*** Opening INFORMATION SUPPLIED ***

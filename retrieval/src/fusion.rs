use crate::config::OrchestratorConfig;
use crate::intent::{FusionMethod, HybridWeights};
use crate::result::{FusedHit, RankedHit, SourceKind};
use log::debug;
use serde::{Deserialize, Serialize};
use std::collections::{BTreeSet, HashMap, HashSet};
use tabula_vector_index::{CandidateId, Payload};

/// Score normalization applied for display/threshold purposes only,
/// never before the fusion math itself.
#[derive(Debug, Clone, Copy, PartialEq, Eq, Serialize, Deserialize, Default)]
pub enum ScoreNormalization {
    /// Raw fused score
    #[default]
    None,
    /// Linear rescale of the fused-score range to [0, 1]
    Percentage,
    /// Square-root compression of score/max, for rough comparability
    /// with raw similarity scores
    Exponential,
}

/// Fusion engine combining independently-ranked candidate lists.
///
/// Raw similarity scores are not comparable across sources (cosine
/// similarity from one field vs. a keyword-match indicator from
/// another), so candidates are scored by rank position alone via
/// Reciprocal Rank Fusion: `score(c) = Σ w_L / (k + rank_L(c))` over the
/// lists containing `c`.
pub struct FusionEngine {
    config: OrchestratorConfig,
}

struct Accumulator {
    score: f64,
    best_rank: usize,
    sources: BTreeSet<SourceKind>,
    payload: Payload,
}

impl FusionEngine {
    pub fn new(config: OrchestratorConfig) -> Self {
        Self { config }
    }

    /// Stage one: fuse same-modality lists (e.g. the per-field vector
    /// searches for "description" and "notes") into one ranking, with
    /// equal weights and the tighter per-field constant.
    pub fn fuse_fields(&self, lists: Vec<Vec<RankedHit>>) -> Vec<FusedHit> {
        let non_empty: Vec<Vec<RankedHit>> =
            lists.into_iter().filter(|l| !l.is_empty()).collect();
        if non_empty.is_empty() {
            return Vec::new();
        }

        let weight = 1.0 / non_empty.len() as f64;
        let weighted: Vec<(f64, Vec<RankedHit>)> =
            non_empty.into_iter().map(|l| (weight, l)).collect();

        self.reciprocal_rank(weighted, self.config.per_field_rrf_k)
    }

    /// Stage two: fuse the vector-modality ranking against the SQL row
    /// list using the broader cross-modality constant and the intent's
    /// weights, renormalized over the sources actually present.
    pub fn fuse_modalities(
        &self,
        sql: Vec<RankedHit>,
        vector: Vec<RankedHit>,
        weights: &HybridWeights,
    ) -> Vec<FusedHit> {
        let mut weighted = Vec::new();
        if !sql.is_empty() {
            weighted.push((weights.sql_weight, sql));
        }
        if !vector.is_empty() {
            weighted.push((weights.vector_weight, vector));
        }

        let total: f64 = weighted.iter().map(|(w, _)| w).sum();
        if weighted.is_empty() || total <= 0.0 {
            return Vec::new();
        }
        for (w, _) in &mut weighted {
            *w /= total;
        }

        match weights.fusion_method {
            FusionMethod::Rrf => {
                self.reciprocal_rank(weighted, self.config.cross_modality_rrf_k)
            }
            FusionMethod::Weighted => self.linear_rank_decay(weighted),
        }
    }

    /// Turn a fused ranking back into a ranked list so it can enter a
    /// further fusion round.
    pub fn to_ranked(hits: &[FusedHit], kind: SourceKind, tag: &str) -> Vec<RankedHit> {
        hits.iter()
            .enumerate()
            .map(|(rank, hit)| RankedHit {
                candidate_id: hit.candidate_id.clone(),
                source_rank: rank,
                source_kind: kind,
                source_tag: tag.to_string(),
                payload: hit.payload.clone(),
            })
            .collect()
    }

    fn reciprocal_rank(
        &self,
        weighted_lists: Vec<(f64, Vec<RankedHit>)>,
        k: f64,
    ) -> Vec<FusedHit> {
        self.accumulate(weighted_lists, |weight, rank, _len| {
            weight / (k + rank as f64)
        })
    }

    /// Rank-based weighted blending for intents that ask for "weighted"
    /// fusion: contribution decays linearly with position. Still uses
    /// rank, not raw score, because scores are not cross-comparable.
    fn linear_rank_decay(&self, weighted_lists: Vec<(f64, Vec<RankedHit>)>) -> Vec<FusedHit> {
        self.accumulate(weighted_lists, |weight, rank, len| {
            weight * (len - rank) as f64 / len as f64
        })
    }

    fn accumulate(
        &self,
        weighted_lists: Vec<(f64, Vec<RankedHit>)>,
        contribution: impl Fn(f64, usize, usize) -> f64,
    ) -> Vec<FusedHit> {
        let mut accumulators: HashMap<CandidateId, Accumulator> = HashMap::new();

        for (weight, list) in &weighted_lists {
            let len = list.len();
            let mut seen: HashSet<&CandidateId> = HashSet::new();
            for hit in list {
                // Deduplicate by id within one list; first occurrence wins.
                if !seen.insert(&hit.candidate_id) {
                    continue;
                }
                let add = contribution(*weight, hit.source_rank, len);
                match accumulators.get_mut(&hit.candidate_id) {
                    Some(acc) => {
                        acc.score += add;
                        acc.best_rank = acc.best_rank.min(hit.source_rank);
                        acc.sources.insert(hit.source_kind);
                        for (key, value) in &hit.payload {
                            acc.payload
                                .entry(key.clone())
                                .or_insert_with(|| value.clone());
                        }
                    }
                    None => {
                        accumulators.insert(
                            hit.candidate_id.clone(),
                            Accumulator {
                                score: add,
                                best_rank: hit.source_rank,
                                sources: BTreeSet::from([hit.source_kind]),
                                payload: hit.payload.clone(),
                            },
                        );
                    }
                }
            }
        }

        let mut fused: Vec<(usize, FusedHit)> = accumulators
            .into_iter()
            .map(|(candidate_id, acc)| {
                (
                    acc.best_rank,
                    FusedHit {
                        candidate_id,
                        fused_score: acc.score,
                        contributing_sources: acc.sources,
                        payload: acc.payload,
                    },
                )
            })
            .collect();

        // Descending score; ties broken by best contributing rank, then
        // candidate id, for a total order.
        fused.sort_by(|(rank_a, a), (rank_b, b)| {
            b.fused_score
                .partial_cmp(&a.fused_score)
                .unwrap_or(std::cmp::Ordering::Equal)
                .then_with(|| rank_a.cmp(rank_b))
                .then_with(|| a.candidate_id.cmp(&b.candidate_id))
        });

        debug!("fused {} lists into {} candidates", weighted_lists.len(), fused.len());
        fused.into_iter().map(|(_, hit)| hit).collect()
    }
}

/// Rescale fused scores in place for human display. Never applied before
/// fusion.
pub fn normalize_scores(hits: &mut [FusedHit], mode: ScoreNormalization) {
    if hits.is_empty() || mode == ScoreNormalization::None {
        return;
    }

    let max = hits
        .iter()
        .map(|h| h.fused_score)
        .fold(f64::MIN, f64::max);
    let min = hits
        .iter()
        .map(|h| h.fused_score)
        .fold(f64::MAX, f64::min);

    match mode {
        ScoreNormalization::None => {}
        ScoreNormalization::Percentage => {
            let range = max - min;
            for hit in hits {
                hit.fused_score = if range == 0.0 {
                    1.0
                } else {
                    round2((hit.fused_score - min) / range)
                };
            }
        }
        ScoreNormalization::Exponential => {
            for hit in hits {
                hit.fused_score = if max <= 0.0 {
                    1.0
                } else {
                    round2((hit.fused_score / max).sqrt())
                };
            }
        }
    }
}

fn round2(value: f64) -> f64 {
    (value * 100.0).round() / 100.0
}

*** Closing INFORMATION SUPPLIED ***

EXERCISE DIRECTIONS
Retype all the records, matching them exactly.

EXPECTED ANSWER
filename retrieval/src/fusion.rs
use crate::config::OrchestratorConfig;
use crate::intent::{FusionMethod, HybridWeights};
use crate::result::{FusedHit, RankedHit, SourceKind};
use log::debug;
use serde::{Deserialize, Serialize};
use std::collections::{BTreeSet, HashMap, HashSet};
use tabula_vector_index::{CandidateId, Payload};

/// Score normalization applied for display/threshold purposes only,
/// never before the fusion math itself.
#[derive(Debug, Clone, Copy, PartialEq, Eq, Serialize, Deserialize, Default)]
pub enum ScoreNormalization {
    /// Raw fused score
    #[default]
    None,
    /// Linear rescale of the fused-score range to [0, 1]
    Percentage,
    /// Square-root compression of score/max, for rough comparability
    /// with raw similarity scores
    Exponential,
}

/// Fusion engine combining independently-ranked candidate lists.
///
/// Raw similarity scores are not comparable across sources (cosine
/// similarity from one field vs. a keyword-match indicator from
/// another), so candidates are scored by rank position alone via
/// Reciprocal Rank Fusion: `score(c) = Σ w_L / (k + rank_L(c))` over the
/// lists containing `c`.
pub struct FusionEngine {
    config: OrchestratorConfig,
}

struct Accumulator {
    score: f64,
    best_rank: usize,
    sources: BTreeSet<SourceKind>,
    payload: Payload,
}

impl FusionEngine {
    pub fn new(config: OrchestratorConfig) -> Self {
        Self { config }
    }

    /// Stage one: fuse same-modality lists (e.g. the per-field vector
    /// searches for "description" and "notes") into one ranking, with
    /// equal weights and the tighter per-field constant.
    pub fn fuse_fields(&self, lists: Vec<Vec<RankedHit>>) -> Vec<FusedHit> {
        let non_empty: Vec<Vec<RankedHit>> =
            lists.into_iter().filter(|l| !l.is_empty()).collect();
        if non_empty.is_empty() {
            return Vec::new();
        }

        let weight = 1.0 / non_empty.len() as f64;
        let weighted: Vec<(f64, Vec<RankedHit>)> =
            non_empty.into_iter().map(|l| (weight, l)).collect();

        self.reciprocal_rank(weighted, self.config.per_field_rrf_k)
    }

    /// Stage two: fuse the vector-modality ranking against the SQL row
    /// list using the broader cross-modality constant and the intent's
    /// weights, renormalized over the sources actually present.
    pub fn fuse_modalities(
        &self,
        sql: Vec<RankedHit>,
        vector: Vec<RankedHit>,
        weights: &HybridWeights,
    ) -> Vec<FusedHit> {
        let mut weighted = Vec::new();
        if !sql.is_empty() {
            weighted.push((weights.sql_weight, sql));
        }
        if !vector.is_empty() {
            weighted.push((weights.vector_weight, vector));
        }

        let total: f64 = weighted.iter().map(|(w, _)| w).sum();
        if weighted.is_empty() || total <= 0.0 {
            return Vec::new();
        }
        for (w, _) in &mut weighted {
            *w /= total;
        }

        match weights.fusion_method {
            FusionMethod::Rrf => {
                self.reciprocal_rank(weighted, self.config.cross_modality_rrf_k)
            }
            FusionMethod::Weighted => self.linear_rank_decay(weighted),
        }
    }

    /// Turn a fused ranking back into a ranked list so it can enter a
    /// further fusion round.
    pub fn to_ranked(hits: &[FusedHit], kind: SourceKind, tag: &str) -> Vec<RankedHit> {
        hits.iter()
            .enumerate()
            .map(|(rank, hit)| RankedHit {
                candidate_id: hit.candidate_id.clone(),
                source_rank: rank,
                source_kind: kind,
                source_tag: tag.to_string(),
                payload: hit.payload.clone(),
            })
            .collect()
    }

    fn reciprocal_rank(
        &self,
        weighted_lists: Vec<(f64, Vec<RankedHit>)>,
        k: f64,
    ) -> Vec<FusedHit> {
        self.accumulate(weighted_lists, |weight, rank, _len| {
            weight / (k + rank as f64)
        })
    }

    /// Rank-based weighted blending for intents that ask for "weighted"
    /// fusion: contribution decays linearly with position. Still uses
    /// rank, not raw score, because scores are not cross-comparable.
    fn linear_rank_decay(&self, weighted_lists: Vec<(f64, Vec<RankedHit>)>) -> Vec<FusedHit> {
        self.accumulate(weighted_lists, |weight, rank, len| {
            weight * (len - rank) as f64 / len as f64
        })
    }

    fn accumulate(
        &self,
        weighted_lists: Vec<(f64, Vec<RankedHit>)>,
        contribution: impl Fn(f64, usize, usize) -> f64,
    ) -> Vec<FusedHit> {
        let mut accumulators: HashMap<CandidateId, Accumulator> = HashMap::new();

        for (weight, list) in &weighted_lists {
            let len = list.len();
            let mut seen: HashSet<&CandidateId> = HashSet::new();
            for hit in list {
                // Deduplicate by id within one list; first occurrence wins.
                if !seen.insert(&hit.candidate_id) {
                    continue;
                }
                let add = contribution(*weight, hit.source_rank, len);
                match accumulators.get_mut(&hit.candidate_id) {
                    Some(acc) => {
                        acc.score += add;
                        acc.best_rank = acc.best_rank.min(hit.source_rank);
                        acc.sources.insert(hit.source_kind);
                        for (key, value) in &hit.payload {
                            acc.payload
                                .entry(key.clone())
                                .or_insert_with(|| value.clone());
                        }
                    }
                    None => {
                        accumulators.insert(
                            hit.candidate_id.clone(),
                            Accumulator {
                                score: add,
                                best_rank: hit.source_rank,
                                sources: BTreeSet::from([hit.source_kind]),
                                payload: hit.payload.clone(),
                            },
                        );
                    }
                }
            }
        }

        let mut fused: Vec<(usize, FusedHit)> = accumulators
            .into_iter()
            .map(|(candidate_id, acc)| {
                (
                    acc.best_rank,
                    FusedHit {
                        candidate_id,
                        fused_score: acc.score,
                        contributing_sources: acc.sources,
                        payload: acc.payload,
                    },
                )
            })
            .collect();

        // Descending score; ties broken by best contributing rank, then
        // candidate id, for a total order.
        fused.sort_by(|(rank_a, a), (rank_b, b)| {
            b.fused_score
                .partial_cmp(&a.fused_score)
                .unwrap_or(std::cmp::Ordering::Equal)
                .then_with(|| rank_a.cmp(rank_b))
                .then_with(|| a.candidate_id.cmp(&b.candidate_id))
        });

        debug!("fused {} lists into {} candidates", weighted_lists.len(), fused.len());
        fused.into_iter().map(|(_, hit)| hit).collect()
    }
}

/// Rescale fused scores in place for human display. Never applied before
/// fusion.
pub fn normalize_scores(hits: &mut [FusedHit], mode: ScoreNormalization) {
    if hits.is_empty() || mode == ScoreNormalization::None {
        return;
    }

    let max = hits
        .iter()
        .map(|h| h.fused_score)
        .fold(f64::MIN, f64::max);
    let min = hits
        .iter()
        .map(|h| h.fused_score)
        .fold(f64::MAX, f64::min);

    match mode {
        ScoreNormalization::None => {}
        ScoreNormalization::Percentage => {
            let range = max - min;
            for hit in hits {
                hit.fused_score = if range == 0.0 {
                    1.0
                } else {
                    round2((hit.fused_score - min) / range)
                };
            }
        }
        ScoreNormalization::Exponential => {
            for hit in hits {
                hit.fused_score = if max <= 0.0 {
                    1.0
                } else {
                    round2((hit.fused_score / max).sqrt())
                };
            }
        }
    }
}

fn round2(value: f64) -> f64 {
    (value * 100.0).round() / 100.0
}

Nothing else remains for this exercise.